Women Advance: 'NC Medicaid Reform Explained in 2 Minutes'

SARA LANG:

I’m no expert on health insurance. Each time I go to the doctor I struggle to understand the myriad rules governing co-pays, out-of-network visits, and deductibles. It just makes my head swim.

Naturally, the idea of changing the way that 1.8 million North Carolinians receive their health care is completely overwhelming to me. But that’s just what the General Assembly wants to do by reforming Medicaid. Despite having a nationally recognized system for managing Medicaid patients, legislators are now considering building an entirely new system from the ground-up.

North Carolina legislators are anxious to find ways to save money and improve budgeting for the $13 billion plan. And they’re not alone...
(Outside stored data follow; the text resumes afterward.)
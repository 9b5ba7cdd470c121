// ==========================================
// TreeTracker Ingest - Errores del motor de ingesta
// ==========================================
// Herramienta: macro derive de thiserror
// ==========================================

use thiserror::Error;

/// Errores del motor de ingesta.
///
/// Solo dos familias son fatales para una solicitud completa:
/// la lectura del libro (ambos intentos fallidos) y la resolución
/// de variante. Todo lo demás se degrada a errores blandos dentro
/// de `ProcessingResult`.
#[derive(Error, Debug)]
pub enum IngestError {
    // ===== Errores de archivo =====
    #[error("Archivo no encontrado: {0}")]
    FileNotFound(String),

    #[error("Formato de archivo no soportado: {0} (solo .xlsx/.xls/.ods/.csv)")]
    UnsupportedFormat(String),

    #[error("Error de lectura del archivo: {0}")]
    FileReadError(String),

    #[error("No se pudo leer el libro Excel: {0}")]
    WorkbookRead(String),

    #[error("No se pudo leer el archivo CSV: {0}")]
    CsvRead(String),

    // ===== Errores de datos =====
    #[error("Fecha numérica inválida: se esperaba YYYYMMDD, se recibió {0}")]
    InvalidDateNumber(i64),

    // ===== Errores de despacho =====
    #[error("No hay variante registrada para el usuario {tenant} y la operación {operation}")]
    UnknownVariant { tenant: String, operation: String },

    // ===== Error genérico =====
    #[error(transparent)]
    Other(#[from] anyhow::Error),
}

impl From<std::io::Error> for IngestError {
    fn from(err: std::io::Error) -> Self {
        IngestError::FileReadError(err.to_string())
    }
}

impl From<csv::Error> for IngestError {
    fn from(err: csv::Error) -> Self {
        IngestError::CsvRead(err.to_string())
    }
}

impl From<calamine::Error> for IngestError {
    fn from(err: calamine::Error) -> Self {
        IngestError::WorkbookRead(err.to_string())
    }
}

impl From<calamine::XlsxError> for IngestError {
    fn from(err: calamine::XlsxError) -> Self {
        IngestError::WorkbookRead(err.to_string())
    }
}

/// Alias de Result para el motor de ingesta.
pub type IngestResult<T> = Result<T, IngestError>;
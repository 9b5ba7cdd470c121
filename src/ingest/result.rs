// ==========================================
// TreeTracker Ingest - Agregador de resultados
// ==========================================
// Responsabilidad: acumular conteos, errores blandos y sentencias
// Contrato de salida: único objeto devuelto por el motor
// ==========================================

use crate::ingest::statement::StatementDescriptor;
use serde::Serialize;

/// Resultado agregado de procesar un libro completo.
///
/// Se crea una vez por solicitud, se puebla incrementalmente y se
/// devuelve como única salida del motor. Los consumidores dependen de
/// que `records_processed` e `insert_statements` vengan poblados aun
/// cuando hubo hojas o filas saltadas, mientras el libro haya cargado.
#[derive(Debug, Serialize)]
pub struct ProcessingResult {
    pub success: bool,
    pub records_processed: usize,
    pub sheets_processed: usize,
    pub total_sheets: usize,
    pub errors: Vec<String>,
    pub insert_statements: Vec<StatementDescriptor>,
    pub message: String,
    #[serde(skip_serializing_if = "Option::is_none")]
    pub error: Option<String>,
}

impl ProcessingResult {
    pub fn new() -> Self {
        ProcessingResult {
            success: false,
            records_processed: 0,
            sheets_processed: 0,
            total_sheets: 0,
            errors: Vec::new(),
            insert_statements: Vec::new(),
            message: String::new(),
            error: None,
        }
    }

    /// Registro aceptado: suma al conteo y guarda su sentencia.
    pub fn accept(&mut self, statement: StatementDescriptor) {
        self.insert_statements.push(statement);
        self.records_processed += 1;
    }

    /// Error blando: se registra sin abortar el procesamiento.
    pub fn soft_error(&mut self, message: String) {
        tracing::warn!("{}", message);
        self.errors.push(message);
    }

    /// Cierre exitoso (aun con cero registros aceptados).
    pub fn finish(&mut self, message: String) {
        self.success = true;
        self.message = message;
    }

    /// Cierre fatal: conserva el estado parcial acumulado.
    pub fn fail(&mut self, error: String) {
        tracing::error!("{}", error);
        self.success = false;
        self.errors.push(error.clone());
        self.error = Some(error);
    }

    /// Renderizado heredado de todas las sentencias acumuladas.
    pub fn rendered_statements(&self) -> Vec<String> {
        self.insert_statements
            .iter()
            .map(|s| s.to_legacy_sql())
            .collect()
    }
}

impl Default for ProcessingResult {
    fn default() -> Self {
        Self::new()
    }
}
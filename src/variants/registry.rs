// ==========================================
// TreeTracker Ingest - Registro de variantes
// ==========================================
// Selección por datos (usuario, operación) resuelta en el arranque.
// Sin carga dinámica de código: el despacho heredado construía rutas
// de archivo desde la solicitud; aquí el registro es estático.
// ==========================================

use crate::ingest::error::{IngestError, IngestResult};
use crate::variants::{
    AstillaMasisaVariant, IngresosGenericoVariant, RecepcionesVariant, ReportVariant,
    VentasAraucoVariant, VentasMasisaVariant,
};
use std::collections::HashMap;
use std::sync::Arc;

/// Usuario de la forestal con funciones personalizadas por operación.
pub const TENANT_FORESTAL: &str = "496f6470-2f4d-40c6-9426-bb5421116a3d";

/// Identificadores de operación expuestos por el despachador.
pub mod operaciones {
    pub const INGRESOS: &str = "1";
    pub const VENTA_ASTILLA_MASISA: &str = "3";
    pub const VENTAS_MASISA: &str = "4";
    pub const PROFORMA_ARAUCO: &str = "5";
}

/// Registro (usuario, operación) → variante.
///
/// La resolución prueba primero la entrada específica del usuario,
/// después su variante por defecto, y por último la tabla genérica
/// por operación. Sin coincidencia: `IngestError::UnknownVariant`.
pub struct VariantRegistry {
    por_usuario: HashMap<(String, String), Arc<dyn ReportVariant>>,
    por_defecto_usuario: HashMap<String, Arc<dyn ReportVariant>>,
    genericas: HashMap<String, Arc<dyn ReportVariant>>,
}

impl VariantRegistry {
    pub fn empty() -> Self {
        VariantRegistry {
            por_usuario: HashMap::new(),
            por_defecto_usuario: HashMap::new(),
            genericas: HashMap::new(),
        }
    }

    /// Registro con el mapeo de producción.
    pub fn with_defaults() -> Self {
        let mut registry = Self::empty();

        let recepciones: Arc<dyn ReportVariant> = Arc::new(RecepcionesVariant);
        registry.register_tenant(
            TENANT_FORESTAL,
            operaciones::INGRESOS,
            Arc::clone(&recepciones),
        );
        registry.register_tenant(
            TENANT_FORESTAL,
            operaciones::VENTA_ASTILLA_MASISA,
            Arc::new(AstillaMasisaVariant),
        );
        registry.register_tenant(
            TENANT_FORESTAL,
            operaciones::VENTAS_MASISA,
            Arc::new(VentasMasisaVariant),
        );
        registry.register_tenant(
            TENANT_FORESTAL,
            operaciones::PROFORMA_ARAUCO,
            Arc::new(VentasAraucoVariant),
        );
        // Operaciones no listadas de este usuario caen a recepciones
        registry.register_tenant_default(TENANT_FORESTAL, recepciones);

        // Variante genérica por operación, ignora la identidad
        registry.register_generic(operaciones::INGRESOS, Arc::new(IngresosGenericoVariant));

        registry
    }

    pub fn register_tenant(
        &mut self,
        tenant: &str,
        operation: &str,
        variant: Arc<dyn ReportVariant>,
    ) {
        self.por_usuario
            .insert((tenant.to_string(), operation.to_string()), variant);
    }

    pub fn register_tenant_default(&mut self, tenant: &str, variant: Arc<dyn ReportVariant>) {
        self.por_defecto_usuario.insert(tenant.to_string(), variant);
    }

    pub fn register_generic(&mut self, operation: &str, variant: Arc<dyn ReportVariant>) {
        self.genericas.insert(operation.to_string(), variant);
    }

    pub fn resolve(&self, tenant: &str, operation: &str) -> IngestResult<Arc<dyn ReportVariant>> {
        if let Some(variant) = self
            .por_usuario
            .get(&(tenant.to_string(), operation.to_string()))
        {
            tracing::info!(
                usuario = tenant,
                operacion = operation,
                variante = variant.name(),
                "Variante personalizada resuelta"
            );
            return Ok(Arc::clone(variant));
        }
        if let Some(variant) = self.por_defecto_usuario.get(tenant) {
            tracing::info!(
                usuario = tenant,
                operacion = operation,
                variante = variant.name(),
                "Variante por defecto del usuario"
            );
            return Ok(Arc::clone(variant));
        }
        if let Some(variant) = self.genericas.get(operation) {
            tracing::info!(
                operacion = operation,
                variante = variant.name(),
                "Variante genérica resuelta"
            );
            return Ok(Arc::clone(variant));
        }
        Err(IngestError::UnknownVariant {
            tenant: tenant.to_string(),
            operation: operation.to_string(),
        })
    }
}

impl Default for VariantRegistry {
    fn default() -> Self {
        Self::with_defaults()
    }
}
Response to this post from Orange County Dem Rep.Verla Insko:

There is a third option Republicans are touting as a compromise. They will introduce the concept this session probably in a Senate bill; although a House Republican may also introduce it – most likely Rep. Justin Burr. It transfers the entire Division of Medical Assistance (DMA or Medicaid) to an independent board of directors housed within the NC Department of Health and Human Services. The Board would be appointed 1/3 each by the Governor, the Senate and the House. The first draft of the bill got some push back from the Joint Oversight Committee on Program Evaluation because the board members represented health care administrators and financial experts to the exclusion of patient advocates.

The board would have the authority to set rates and eliminate optional services to stay within the set budget. They would also set their own annual salaries to be capped at no higher than the NC Secretary of State. NC House Democrats, along with most House Republicans, oppose this option and support building on the successful CCNC program we have and moving to an Accountable Care Organization approach that also involves a capitated Medicaid budget. This would meet the goal of having a predictable Medicaid budget without turning the system over to an organization that excludes both patients and providers.